Department of Oncology, University of Alberta, Cross Cancer Institute, Edmonton, Alberta, T6G 1Z2, Canada.
Int J Colorectal Dis. 2020 Apr;35(4):719-725. doi: 10.1007/s00384-020-03525-x. Epub 2020 Feb 14.
To assess the outcomes of metastatic colorectal cancer patients with isolated peritoneal metastasis who were treated with or without cytoreductive surgery in a contemporary real-world, population-based cohort.
Surveillance, Epidemiology, and End Results (SEER) database has been accessed and metastatic colorectal cancer patients to the peritoneum who have no evidence of other sites of distant metastases and who were diagnosed 2010-2015 were reviewed. Multivariable logistic regression analysis was then used to assess the patient- and treatment-related factors predicting the decision to do cytoreductive surgery. Kaplan-Meier survival estimates were used to compare overall survival according to cytoreductive surgery. Multivariable Cox regression analysis was additionally used to assess the impact of cytoreductive surgery on colorectal cancer-specific survival.

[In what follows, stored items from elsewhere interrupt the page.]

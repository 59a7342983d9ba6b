use crate::error::{Result, SlackLogError};
use crate::slack::{ChatApi, DirectoryMember, OutboundMessage};
use std::sync::Mutex;
use std::sync::atomic::{AtomicBool, AtomicUsize, Ordering};

/// In-memory chat service that records everything posted to it
#[derive(Default)]
pub struct MockChatApi {
    members: Vec<DirectoryMember>,
    sent: Mutex<Vec<OutboundMessage>>,
    directory_calls: AtomicUsize,
    attempts: AtomicUsize,
    fail_sends: AtomicBool,
}

impl MockChatApi {
    pub fn with_members(members: Vec<DirectoryMember>) -> Self {
        Self {
            members,
            ..Default::default()
        }
    }

    pub fn set_failing(&self, failing: bool) {
        self.fail_sends.store(failing, Ordering::SeqCst);
    }

    pub fn sent(&self) -> Vec<OutboundMessage> {
        self.sent.lock().unwrap().clone()
    }

    pub fn directory_calls(&self) -> usize {
        self.directory_calls.load(Ordering::SeqCst)
    }

    /// Number of send attempts, failed ones included
    pub fn attempts(&self) -> usize {
        self.attempts.load(Ordering::SeqCst)
    }
}

impl ChatApi for MockChatApi {
    async fn list_users(&self) -> Result<Vec<DirectoryMember>> {
        self.directory_calls.fetch_add(1, Ordering::SeqCst);
        Ok(self.members.clone())
    }

    async fn post_message(&self, message: &OutboundMessage) -> Result<()> {
        self.attempts.fetch_add(1, Ordering::SeqCst);
        if self.fail_sends.load(Ordering::SeqCst) {
            return Err(SlackLogError::SlackApi("channel_not_found".to_string()));
        }
        self.sent.lock().unwrap().push(message.clone());
        Ok(())
    }
}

A total of 3153 records were reviewed in the current analysis. Using Kaplan-Meier survival estimates, cytoreductive surgery was associated with improved overall survival (median overall survival, 19 months for patients with cytoreductive surgery versus 12 months for patients without cytoreductive surgery; P < 0.001). In an adjusted Cox regression model evaluating the impact of cytoreductive surgery on colorectal cancer-specific survival, cytoreductive surgery was associated with better colorectal cancer-specific survival (hazard ratio for death among patients who did not have cytoreductive surgery versus patients who had cytoreductive surgery, 1.312; 95% CI, 1.175-1.465; P < 0.001).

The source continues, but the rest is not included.